La protección fitosanitaria incorpora tecnologías tanto químicas como biológicas y de monitoreo. La tendencia es hacia esquemas de manejo integrado de enfermedades, donde la resistencia genética y la oportunidad de la siembra se combinan con fungicidas de mezcla y formulaciones de nueva generación, con mejor perfil toxicológico y menor riesgo de resistencia. En plagas, el uso de bioinsumos (hongos entomopatógenos, extractos vegetales, bacterias benéficas) se ha expandido, especialmente en sistemas que buscan certificaciones de sostenibilidad o reducción de huella ambiental, aunque su adopción masiva aún depende de mejoras en consistencia y en modelos de recomendación técnica.

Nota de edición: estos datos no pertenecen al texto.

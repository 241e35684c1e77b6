// tests/construction_tests.rs
mod common; // Reference the common module

use common::*;

use brook::Brook;

#[test]
fn test_of_builds_a_finite_chain() {
  setup_tracing();

  assert_eq!(Brook::of([1, 2, 3]).collect().unwrap(), vec![1, 2, 3]);
  assert_eq!(Brook::of(["1"]).size().unwrap(), 1);
  assert_eq!(Brook::of(vec![1, 2, 3]).size().unwrap(), 3);
  assert_eq!(Brook::<i32>::of([]).size().unwrap(), 0);
}

#[test]
fn test_none_is_empty() {
  setup_tracing();

  let none = Brook::<i32>::none();
  assert!(none.collect().unwrap().is_empty());
  assert_eq!(none.size().unwrap(), 0);
  assert!(!none.present().unwrap());
}

#[test]
fn test_nullable_positions_are_distinct_from_values() {
  setup_tracing();

  let chain = Brook::of_nullable([Some(1), None, Some(2)]);
  // Default consumption drops absent positions, the nullable view keeps them.
  assert_eq!(chain.collect().unwrap(), vec![1, 2]);
  assert_eq!(chain.size().unwrap(), 2);
  assert_eq!(chain.collect_nullable().unwrap(), vec![Some(1), None, Some(2)]);
  assert_eq!(chain.collect_nullable().unwrap().len(), 3);
}

#[test]
fn test_chains_are_reusable_descriptions() {
  setup_tracing();

  let chain = Brook::of([1, 2, 3]).map(|i| i * 10);
  assert_eq!(chain.collect().unwrap(), vec![10, 20, 30]);
  // A second terminal call re-evaluates from the source.
  assert_eq!(chain.collect().unwrap(), vec![10, 20, 30]);
}

#[test]
fn test_generator_state_survives_across_subscriptions() {
  setup_tracing();

  let range = Brook::naturals();
  assert_eq!(range.limit(2).collect().unwrap(), vec![0, 1]);
  // The producing closure is shared: consumption resumes where it stopped.
  assert_eq!(range.limit(2).collect().unwrap(), vec![2, 3]);
  assert_eq!(range.limit(2).collect().unwrap(), vec![4, 5]);
}

#[test]
fn test_generate_wraps_a_custom_closure() {
  setup_tracing();

  let mut current = 1u32;
  let doubling = Brook::generate(move || {
    let value = current;
    current *= 2;
    value
  });
  assert_eq!(doubling.limit(4).collect().unwrap(), vec![1, 2, 4, 8]);
}

#[test]
fn test_from_iterator_and_from_vec() {
  setup_tracing();

  let collected: Brook<i32> = (1..=3).collect();
  assert_eq!(collected.collect().unwrap(), vec![1, 2, 3]);

  let converted = Brook::from(vec![4, 5]);
  assert_eq!(converted.collect().unwrap(), vec![4, 5]);
}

La microbiología del suelo emerge como un campo de innovación: inoculantes a base de hongos micorrízicos arbusculares y bacterias promotoras del crecimiento se utilizan para mejorar la absorción de fósforo y micronutrientes, así como la tolerancia a estrés abiótico. La integración de estos insumos biológicos con prácticas de labranza reducida y rotaciones con leguminosas crea sistemas más resilientes, donde el trigo se beneficia de una estructura de suelo más estable y una biota más diversa, lo que se refleja en una mejor respuesta a la fertilización y en una mayor estabilidad de rendimiento.

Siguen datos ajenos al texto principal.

// brook/src/ops/fallback.rs

//! Alternative-source fallback.
//!
//! On first demand the node probes the upstream until it sees a value or the
//! stream ends. A chain holding at least one value is replayed and then
//! continued live; a chain that ends with zero values (absent-only positions
//! count as zero) is abandoned in favor of the caller-supplied alternative.

use std::cell::RefCell;
use std::collections::VecDeque;
use std::rc::Rc;
use std::sync::Arc;

use tracing::{event, Level};

use crate::error::BrookResult;
use crate::protocol::{BoxConsumer, BoxHandle, ChainControl, Consumer, Demand, Handle, Producer};

pub struct OrOp<T> {
  upstream: Arc<dyn Producer<T>>,
  alternative: Arc<dyn Producer<T>>,
}

impl<T> OrOp<T> {
  pub fn new(upstream: Arc<dyn Producer<T>>, alternative: Arc<dyn Producer<T>>) -> Self {
    Self { upstream, alternative }
  }
}

impl<T: Clone + Send + Sync + 'static> Producer<T> for OrOp<T> {
  fn subscribe(&self, consumer: BoxConsumer<T>) -> BoxHandle {
    let core = Rc::new(RefCell::new(OrCore {
      downstream: consumer,
      buffer: VecDeque::new(),
      decision: None,
      probe_ended: false,
      ended: false,
    }));
    let upstream = self.upstream.subscribe(Box::new(OrFeed { core: core.clone() }));
    Box::new(OrHandle {
      upstream,
      alternative: self.alternative.clone(),
      alt_handle: None,
      core,
    })
  }
}

#[derive(Debug, Clone, Copy, PartialEq, Eq)]
enum Decision {
  Original,
  Alternative,
}

struct OrCore<T> {
  downstream: BoxConsumer<T>,
  /// Positions seen while probing, replayed before going live.
  buffer: VecDeque<Option<T>>,
  decision: Option<Decision>,
  /// The upstream ended while the probe was still undecided.
  probe_ended: bool,
  ended: bool,
}

struct OrFeed<T> {
  core: Rc<RefCell<OrCore<T>>>,
}

impl<T> Consumer<T> for OrFeed<T> {
  fn next(&mut self, value: T) -> BrookResult<ChainControl> {
    let mut core = self.core.borrow_mut();
    match core.decision {
      None => {
        // The first value decides for the original chain.
        core.buffer.push_back(Some(value));
        core.decision = Some(Decision::Original);
        Ok(ChainControl::Continue)
      }
      Some(Decision::Original) => core.downstream.next(value),
      Some(Decision::Alternative) => Ok(ChainControl::Continue),
    }
  }

  fn next_absent(&mut self) -> BrookResult<ChainControl> {
    let mut core = self.core.borrow_mut();
    match core.decision {
      None => {
        core.buffer.push_back(None);
        Ok(ChainControl::Continue)
      }
      Some(Decision::Original) => core.downstream.next_absent(),
      Some(Decision::Alternative) => Ok(ChainControl::Continue),
    }
  }

  fn on_complete(&mut self) {
    let mut core = self.core.borrow_mut();
    match core.decision {
      None => core.probe_ended = true,
      Some(Decision::Original) => {
        if !core.ended {
          core.ended = true;
          core.downstream.on_complete();
        }
      }
      Some(Decision::Alternative) => {}
    }
  }

  fn on_cancelled(&mut self) {
    let mut core = self.core.borrow_mut();
    match core.decision {
      None => core.probe_ended = true,
      Some(Decision::Original) => {
        if !core.ended {
          core.ended = true;
          core.downstream.on_cancelled();
        }
      }
      Some(Decision::Alternative) => {}
    }
  }

  fn on_error(&mut self, error: anyhow::Error) -> BrookResult<ChainControl> {
    self.core.borrow_mut().downstream.on_error(error)
  }
}

/// Relay for the alternative chain once the switch happened.
struct AltFeed<T> {
  core: Rc<RefCell<OrCore<T>>>,
}

impl<T> Consumer<T> for AltFeed<T> {
  fn next(&mut self, value: T) -> BrookResult<ChainControl> {
    self.core.borrow_mut().downstream.next(value)
  }

  fn next_absent(&mut self) -> BrookResult<ChainControl> {
    self.core.borrow_mut().downstream.next_absent()
  }

  fn on_complete(&mut self) {
    let mut core = self.core.borrow_mut();
    if !core.ended {
      core.ended = true;
      core.downstream.on_complete();
    }
  }

  fn on_cancelled(&mut self) {
    let mut core = self.core.borrow_mut();
    if !core.ended {
      core.ended = true;
      core.downstream.on_cancelled();
    }
  }

  fn on_error(&mut self, error: anyhow::Error) -> BrookResult<ChainControl> {
    self.core.borrow_mut().downstream.on_error(error)
  }
}

struct OrHandle<T: Clone + Send + Sync + 'static> {
  upstream: BoxHandle,
  alternative: Arc<dyn Producer<T>>,
  alt_handle: Option<BoxHandle>,
  core: Rc<RefCell<OrCore<T>>>,
}

impl<T: Clone + Send + Sync + 'static> OrHandle<T> {
  fn decide(&mut self) -> BrookResult<()> {
    loop {
      {
        let core = self.core.borrow();
        if core.decision.is_some() {
          return Ok(());
        }
        if core.probe_ended {
          break;
        }
      }
      self.upstream.request(Demand::FetchOne)?;
    }
    // The chain ended with zero values: switch to the alternative.
    let mut core = self.core.borrow_mut();
    event!(Level::DEBUG, discarded = core.buffer.len(), "empty chain, switching to the alternative source");
    core.buffer.clear();
    core.decision = Some(Decision::Alternative);
    drop(core);
    let alt = self.alternative.subscribe(Box::new(AltFeed { core: self.core.clone() }));
    self.alt_handle = Some(alt);
    Ok(())
  }

  /// Serves one buffered position. Returns false when the buffer is empty.
  fn replay_one(&mut self) -> BrookResult<bool> {
    let mut core = self.core.borrow_mut();
    match core.buffer.pop_front() {
      None => Ok(false),
      Some(slot) => {
        let control = match slot {
          Some(value) => core.downstream.next(value)?,
          None => core.downstream.next_absent()?,
        };
        if control == ChainControl::Stop {
          drop(core);
          self.upstream.cancel();
        }
        Ok(true)
      }
    }
  }
}

impl<T: Clone + Send + Sync + 'static> Handle for OrHandle<T> {
  fn request(&mut self, demand: Demand) -> BrookResult<()> {
    if self.core.borrow().ended {
      return Ok(());
    }
    self.decide()?;
    let decision = self.core.borrow().decision;
    match decision {
      Some(Decision::Alternative) => {}
      _ => {
        match demand {
          Demand::FetchOne | Demand::DropThenFetch(_) => {
            if self.replay_one()? {
              return Ok(());
            }
            // The probe may have ended the upstream right after its value.
            if self.core.borrow().probe_ended {
              let mut core = self.core.borrow_mut();
              if !core.ended {
                core.ended = true;
                core.downstream.on_complete();
              }
              return Ok(());
            }
            return self.upstream.request(demand);
          }
          Demand::DrainAll => {
            while self.replay_one()? {}
            if self.core.borrow().probe_ended {
              let mut core = self.core.borrow_mut();
              if !core.ended {
                core.ended = true;
                core.downstream.on_complete();
              }
              return Ok(());
            }
            return self.upstream.request(Demand::DrainAll);
          }
        }
      }
    }
    match self.alt_handle.as_mut() {
      Some(alt) => alt.request(demand),
      None => Ok(()),
    }
  }

  fn cancel(&mut self) {
    match self.alt_handle.as_mut() {
      Some(alt) => alt.cancel(),
      None => self.upstream.cancel(),
    }
  }
}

Tendencias emergentes y convergencia tecnológica
La frontera tecnológica en trigo se desplaza hacia la automatización inteligente y la integración de datos a gran escala. Los drones han dejado de ser solo herramientas de monitoreo para convertirse en plataformas de aplicación localizada de agroquímicos y bioinsumos en zonas específicas del lote, por ejemplo, en manchones con alta incidencia de roya o focos de malezas tolerantes, lo que reduce el volumen total aplicado y la exposición del operario. En paralelo, se exploran prototipos de robots de deshierbe equipados con visión computarizada, capaces de identificar y eliminar malezas entre líneas, una tecnología aún incipiente en trigo mexicano, pero con potencial en sistemas de alto valor o en esquemas de producción diferenciada.

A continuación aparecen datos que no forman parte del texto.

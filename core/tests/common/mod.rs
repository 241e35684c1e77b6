// tests/common/mod.rs
#![allow(dead_code)] // Allow unused code in this common test module

use std::cell::RefCell;
use std::fmt::Debug;
use std::rc::Rc;

use brook::{BrookResult, ChainControl, Consumer};
use tracing::Level;

// --- Helper for Tracing Setup (call once per test run if needed) ---
use once_cell::sync::Lazy;
static TRACING_INIT: Lazy<()> = Lazy::new(|| {
  tracing_subscriber::fmt()
    .with_max_level(Level::DEBUG)
    .with_test_writer() // Important for tests to capture output
    .try_init()
    .ok(); // Allow multiple initializations in tests (ok if fails)
});

pub fn setup_tracing() {
  Lazy::force(&TRACING_INIT);
}

// --- Protocol-level consumer that records every signal it receives ---

pub type EventLog = Rc<RefCell<Vec<String>>>;

pub fn event_log() -> EventLog {
  Rc::new(RefCell::new(Vec::new()))
}

pub struct RecordingConsumer {
  log: EventLog,
  stop_after: Option<usize>,
  values_seen: usize,
}

impl RecordingConsumer {
  pub fn new(log: EventLog) -> Self {
    Self {
      log,
      stop_after: None,
      values_seen: 0,
    }
  }

  /// Returns `ChainControl::Stop` once `limit` values have been delivered.
  pub fn stopping_after(log: EventLog, limit: usize) -> Self {
    Self {
      log,
      stop_after: Some(limit),
      values_seen: 0,
    }
  }
}

impl<T: Debug> Consumer<T> for RecordingConsumer {
  fn next(&mut self, value: T) -> BrookResult<ChainControl> {
    self.log.borrow_mut().push(format!("next:{value:?}"));
    self.values_seen += 1;
    if let Some(limit) = self.stop_after {
      if self.values_seen >= limit {
        return Ok(ChainControl::Stop);
      }
    }
    Ok(ChainControl::Continue)
  }

  fn next_absent(&mut self) -> BrookResult<ChainControl> {
    self.log.borrow_mut().push("absent".to_string());
    Ok(ChainControl::Continue)
  }

  fn on_complete(&mut self) {
    self.log.borrow_mut().push("complete".to_string());
  }

  fn on_cancelled(&mut self) {
    self.log.borrow_mut().push("cancelled".to_string());
  }

  fn on_error(&mut self, error: anyhow::Error) -> BrookResult<ChainControl> {
    self.log.borrow_mut().push(format!("error:{error}"));
    Ok(ChainControl::Continue)
  }
}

La modelación predictiva basada en inteligencia artificial se perfila como herramienta de apoyo a la decisión en escala regional, combinando datos históricos de rendimiento, clima, suelos y manejo para anticipar riesgos de estrés hídrico, heladas o brotes epidémicos de enfermedades. Estos modelos permiten ajustar fechas de siembra, seleccionar variedades y definir estrategias de aseguramiento de cosecha con mayor anticipación, lo que resulta crucial en un contexto de variabilidad climática creciente. La integración de pronósticos climáticos estacionales con modelos de crecimiento de cultivo, calibrados para variedades específicas de trigo harinero y cristalino, abre la puerta a una planificación más fina del sistema productivo.
Finalmente, la convergencia entre sostenibilidad y tecnología redefine los criterios de adopción. Certificaciones que exigen trazabilidad del uso de agua, fertilizantes y agroquímicos impulsan el uso de sensores, registros digitales y prácticas de manejo conservacionistas, como la siembra directa y la cobertura permanente del suelo, que ya muestran resultados positivos en la reducción de erosión y en la mejora de la infiltración en zonas de temporal. El trigo, por su ciclo relativamente corto y su compatibilidad con rotaciones intensivas, se convierte en un cultivo estratégico para implementar estas innovaciones, donde la tecnología no solo incrementa rendimientos, sino que reconfigura la relación entre productividad, rentabilidad y salud de los agroecosistemas.